EXERCISE:
Make your reply a word-for-word repeat of the records.

DATA EXTRACT:
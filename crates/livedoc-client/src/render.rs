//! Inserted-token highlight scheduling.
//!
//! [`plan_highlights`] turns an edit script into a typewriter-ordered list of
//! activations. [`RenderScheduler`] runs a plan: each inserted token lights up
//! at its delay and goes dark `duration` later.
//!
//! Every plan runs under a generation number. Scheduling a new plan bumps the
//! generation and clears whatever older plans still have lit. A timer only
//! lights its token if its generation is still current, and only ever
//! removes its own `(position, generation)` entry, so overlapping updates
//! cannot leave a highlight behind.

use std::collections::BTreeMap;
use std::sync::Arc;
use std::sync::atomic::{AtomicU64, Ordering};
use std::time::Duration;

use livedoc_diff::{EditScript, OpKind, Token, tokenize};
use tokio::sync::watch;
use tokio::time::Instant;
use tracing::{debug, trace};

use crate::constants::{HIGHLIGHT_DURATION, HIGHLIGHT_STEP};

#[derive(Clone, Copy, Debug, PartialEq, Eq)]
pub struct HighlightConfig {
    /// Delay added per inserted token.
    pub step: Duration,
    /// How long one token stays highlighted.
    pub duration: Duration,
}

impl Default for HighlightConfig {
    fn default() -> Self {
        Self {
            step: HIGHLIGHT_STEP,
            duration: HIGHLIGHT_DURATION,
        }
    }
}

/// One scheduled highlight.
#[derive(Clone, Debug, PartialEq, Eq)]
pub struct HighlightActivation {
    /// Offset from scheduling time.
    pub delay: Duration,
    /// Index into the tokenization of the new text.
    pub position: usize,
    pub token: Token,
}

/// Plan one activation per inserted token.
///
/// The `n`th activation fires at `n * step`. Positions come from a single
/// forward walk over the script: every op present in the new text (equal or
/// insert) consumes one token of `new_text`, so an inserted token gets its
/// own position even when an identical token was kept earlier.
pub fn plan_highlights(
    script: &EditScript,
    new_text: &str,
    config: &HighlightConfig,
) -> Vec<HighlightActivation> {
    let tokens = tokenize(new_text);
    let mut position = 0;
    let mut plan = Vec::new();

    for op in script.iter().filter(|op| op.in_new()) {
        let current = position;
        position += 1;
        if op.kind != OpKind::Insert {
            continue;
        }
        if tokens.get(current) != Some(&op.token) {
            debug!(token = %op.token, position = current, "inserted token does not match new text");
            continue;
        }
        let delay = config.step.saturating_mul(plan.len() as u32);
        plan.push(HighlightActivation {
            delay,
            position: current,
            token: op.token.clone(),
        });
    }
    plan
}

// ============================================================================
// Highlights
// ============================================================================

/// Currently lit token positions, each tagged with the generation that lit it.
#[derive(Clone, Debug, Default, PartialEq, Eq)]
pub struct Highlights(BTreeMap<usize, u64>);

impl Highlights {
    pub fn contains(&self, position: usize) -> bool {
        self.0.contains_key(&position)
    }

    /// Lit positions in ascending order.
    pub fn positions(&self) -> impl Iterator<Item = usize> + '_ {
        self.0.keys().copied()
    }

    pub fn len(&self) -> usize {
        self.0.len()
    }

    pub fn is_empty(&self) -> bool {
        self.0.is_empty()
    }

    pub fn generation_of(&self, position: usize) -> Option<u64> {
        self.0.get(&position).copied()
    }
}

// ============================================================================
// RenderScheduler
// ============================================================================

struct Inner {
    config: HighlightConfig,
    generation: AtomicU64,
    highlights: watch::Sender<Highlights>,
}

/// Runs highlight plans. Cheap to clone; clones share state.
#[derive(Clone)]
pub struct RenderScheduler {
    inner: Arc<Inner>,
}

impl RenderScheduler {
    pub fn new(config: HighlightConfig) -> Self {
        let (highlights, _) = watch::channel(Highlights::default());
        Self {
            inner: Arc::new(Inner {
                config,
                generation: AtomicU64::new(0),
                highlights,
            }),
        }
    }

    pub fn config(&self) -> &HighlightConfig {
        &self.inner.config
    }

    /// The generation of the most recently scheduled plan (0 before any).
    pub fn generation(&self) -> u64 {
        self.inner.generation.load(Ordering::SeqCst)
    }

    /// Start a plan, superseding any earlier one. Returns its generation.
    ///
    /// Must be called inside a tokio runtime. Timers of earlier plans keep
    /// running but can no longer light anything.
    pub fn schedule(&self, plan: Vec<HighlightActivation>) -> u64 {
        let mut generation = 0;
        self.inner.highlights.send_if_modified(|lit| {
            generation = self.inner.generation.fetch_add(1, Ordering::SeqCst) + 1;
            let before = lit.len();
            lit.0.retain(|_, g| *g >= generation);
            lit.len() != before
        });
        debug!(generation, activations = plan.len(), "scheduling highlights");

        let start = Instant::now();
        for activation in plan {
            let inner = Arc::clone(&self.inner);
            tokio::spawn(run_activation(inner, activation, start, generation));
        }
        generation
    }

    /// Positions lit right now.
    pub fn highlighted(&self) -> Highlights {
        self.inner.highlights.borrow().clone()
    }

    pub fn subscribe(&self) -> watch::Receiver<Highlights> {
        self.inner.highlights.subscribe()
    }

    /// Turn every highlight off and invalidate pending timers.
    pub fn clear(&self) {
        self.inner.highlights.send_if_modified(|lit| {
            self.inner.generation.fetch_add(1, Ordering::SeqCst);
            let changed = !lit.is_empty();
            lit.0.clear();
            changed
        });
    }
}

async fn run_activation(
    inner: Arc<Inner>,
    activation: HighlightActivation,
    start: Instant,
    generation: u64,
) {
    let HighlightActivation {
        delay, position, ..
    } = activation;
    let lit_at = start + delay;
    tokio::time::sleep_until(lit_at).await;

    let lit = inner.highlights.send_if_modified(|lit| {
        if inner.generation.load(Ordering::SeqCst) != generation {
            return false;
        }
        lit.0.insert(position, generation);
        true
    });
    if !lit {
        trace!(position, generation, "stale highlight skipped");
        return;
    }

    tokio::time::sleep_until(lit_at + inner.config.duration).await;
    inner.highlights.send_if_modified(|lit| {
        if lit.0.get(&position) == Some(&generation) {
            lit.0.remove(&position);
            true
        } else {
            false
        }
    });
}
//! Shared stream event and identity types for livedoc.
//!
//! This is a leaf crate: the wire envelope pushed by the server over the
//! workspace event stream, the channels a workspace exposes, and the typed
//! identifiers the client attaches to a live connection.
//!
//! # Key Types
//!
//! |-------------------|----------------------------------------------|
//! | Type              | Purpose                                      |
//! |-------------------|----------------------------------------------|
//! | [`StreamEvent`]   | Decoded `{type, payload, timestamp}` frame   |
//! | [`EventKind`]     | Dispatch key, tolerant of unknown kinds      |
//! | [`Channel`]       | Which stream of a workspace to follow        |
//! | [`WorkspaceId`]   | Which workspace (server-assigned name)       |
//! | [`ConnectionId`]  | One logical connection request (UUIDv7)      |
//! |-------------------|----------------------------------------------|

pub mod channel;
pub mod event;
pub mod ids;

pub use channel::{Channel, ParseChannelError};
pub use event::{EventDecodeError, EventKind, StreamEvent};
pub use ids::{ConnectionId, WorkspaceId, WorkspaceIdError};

SOLUTION BELOW:
filename crates/livedoc-client/src/render.rs
//! Inserted-token highlight scheduling.
//!
//! [`plan_highlights`] turns an edit script into a typewriter-ordered list of
//! activations. [`RenderScheduler`] runs a plan: each inserted token lights up
//! at its delay and goes dark `duration` later.
//!
//! Every plan runs under a generation number. Scheduling a new plan bumps the
//! generation and clears whatever older plans still have lit. A timer only
//! lights its token if its generation is still current, and only ever
//! removes its own `(position, generation)` entry, so overlapping updates
//! cannot leave a highlight behind.

use std::collections::BTreeMap;
use std::sync::Arc;
use std::sync::atomic::{AtomicU64, Ordering};
use std::time::Duration;

use livedoc_diff::{EditScript, OpKind, Token, tokenize};
use tokio::sync::watch;
use tokio::time::Instant;
use tracing::{debug, trace};

use crate::constants::{HIGHLIGHT_DURATION, HIGHLIGHT_STEP};

#[derive(Clone, Copy, Debug, PartialEq, Eq)]
pub struct HighlightConfig {
    /// Delay added per inserted token.
    pub step: Duration,
    /// How long one token stays highlighted.
    pub duration: Duration,
}

impl Default for HighlightConfig {
    fn default() -> Self {
        Self {
            step: HIGHLIGHT_STEP,
            duration: HIGHLIGHT_DURATION,
        }
    }
}

/// One scheduled highlight.
#[derive(Clone, Debug, PartialEq, Eq)]
pub struct HighlightActivation {
    /// Offset from scheduling time.
    pub delay: Duration,
    /// Index into the tokenization of the new text.
    pub position: usize,
    pub token: Token,
}

/// Plan one activation per inserted token.
///
/// The `n`th activation fires at `n * step`. Positions come from a single
/// forward walk over the script: every op present in the new text (equal or
/// insert) consumes one token of `new_text`, so an inserted token gets its
/// own position even when an identical token was kept earlier.
pub fn plan_highlights(
    script: &EditScript,
    new_text: &str,
    config: &HighlightConfig,
) -> Vec<HighlightActivation> {
    let tokens = tokenize(new_text);
    let mut position = 0;
    let mut plan = Vec::new();

    for op in script.iter().filter(|op| op.in_new()) {
        let current = position;
        position += 1;
        if op.kind != OpKind::Insert {
            continue;
        }
        if tokens.get(current) != Some(&op.token) {
            debug!(token = %op.token, position = current, "inserted token does not match new text");
            continue;
        }
        let delay = config.step.saturating_mul(plan.len() as u32);
        plan.push(HighlightActivation {
            delay,
            position: current,
            token: op.token.clone(),
        });
    }
    plan
}

// ============================================================================
// Highlights
// ============================================================================

/// Currently lit token positions, each tagged with the generation that lit it.
#[derive(Clone, Debug, Default, PartialEq, Eq)]
pub struct Highlights(BTreeMap<usize, u64>);

impl Highlights {
    pub fn contains(&self, position: usize) -> bool {
        self.0.contains_key(&position)
    }

    /// Lit positions in ascending order.
    pub fn positions(&self) -> impl Iterator<Item = usize> + '_ {
        self.0.keys().copied()
    }

    pub fn len(&self) -> usize {
        self.0.len()
    }

    pub fn is_empty(&self) -> bool {
        self.0.is_empty()
    }

    pub fn generation_of(&self, position: usize) -> Option<u64> {
        self.0.get(&position).copied()
    }
}

// ============================================================================
// RenderScheduler
// ============================================================================

struct Inner {
    config: HighlightConfig,
    generation: AtomicU64,
    highlights: watch::Sender<Highlights>,
}

/// Runs highlight plans. Cheap to clone; clones share state.
#[derive(Clone)]
pub struct RenderScheduler {
    inner: Arc<Inner>,
}

impl RenderScheduler {
    pub fn new(config: HighlightConfig) -> Self {
        let (highlights, _) = watch::channel(Highlights::default());
        Self {
            inner: Arc::new(Inner {
                config,
                generation: AtomicU64::new(0),
                highlights,
            }),
        }
    }

    pub fn config(&self) -> &HighlightConfig {
        &self.inner.config
    }

    /// The generation of the most recently scheduled plan (0 before any).
    pub fn generation(&self) -> u64 {
        self.inner.generation.load(Ordering::SeqCst)
    }

    /// Start a plan, superseding any earlier one. Returns its generation.
    ///
    /// Must be called inside a tokio runtime. Timers of earlier plans keep
    /// running but can no longer light anything.
    pub fn schedule(&self, plan: Vec<HighlightActivation>) -> u64 {
        let mut generation = 0;
        self.inner.highlights.send_if_modified(|lit| {
            generation = self.inner.generation.fetch_add(1, Ordering::SeqCst) + 1;
            let before = lit.len();
            lit.0.retain(|_, g| *g >= generation);
            lit.len() != before
        });
        debug!(generation, activations = plan.len(), "scheduling highlights");

        let start = Instant::now();
        for activation in plan {
            let inner = Arc::clone(&self.inner);
            tokio::spawn(run_activation(inner, activation, start, generation));
        }
        generation
    }

    /// Positions lit right now.
    pub fn highlighted(&self) -> Highlights {
        self.inner.highlights.borrow().clone()
    }

    pub fn subscribe(&self) -> watch::Receiver<Highlights> {
        self.inner.highlights.subscribe()
    }

    /// Turn every highlight off and invalidate pending timers.
    pub fn clear(&self) {
        self.inner.highlights.send_if_modified(|lit| {
            self.inner.generation.fetch_add(1, Ordering::SeqCst);
            let changed = !lit.is_empty();
            lit.0.clear();
            changed
        });
    }
}

async fn run_activation(
    inner: Arc<Inner>,
    activation: HighlightActivation,
    start: Instant,
    generation: u64,
) {
    let HighlightActivation {
        delay, position, ..
    } = activation;
    let lit_at = start + delay;
    tokio::time::sleep_until(lit_at).await;

    let lit = inner.highlights.send_if_modified(|lit| {
        if inner.generation.load(Ordering::SeqCst) != generation {
            return false;
        }
        lit.0.insert(position, generation);
        true
    });
    if !lit {
        trace!(position, generation, "stale highlight skipped");
        return;
    }

    tokio::time::sleep_until(lit_at + inner.config.duration).await;
    inner.highlights.send_if_modified(|lit| {
        if lit.0.get(&position) == Some(&generation) {
            lit.0.remove(&position);
            true
        } else {
            false
        }
    });
}
//! Shared stream event and identity types for livedoc.
//!
//! This is a leaf crate: the wire envelope pushed by the server over the
//! workspace event stream, the channels a workspace exposes, and the typed
//! identifiers the client attaches to a live connection.
//!
//! # Key Types
//!
//! |-------------------|----------------------------------------------|
//! | Type              | Purpose                                      |
//! |-------------------|----------------------------------------------|
//! | [`StreamEvent`]   | Decoded `{type, payload, timestamp}` frame   |
//! | [`EventKind`]     | Dispatch key, tolerant of unknown kinds      |
//! | [`Channel`]       | Which stream of a workspace to follow        |
//! | [`WorkspaceId`]   | Which workspace (server-assigned name)       |
//! | [`ConnectionId`]  | One logical connection request (UUIDv7)      |
//! |-------------------|----------------------------------------------|

pub mod channel;
pub mod event;
pub mod ids;

pub use channel::{Channel, ParseChannelError};
pub use event::{EventDecodeError, EventKind, StreamEvent};
pub use ids::{ConnectionId, WorkspaceId, WorkspaceIdError};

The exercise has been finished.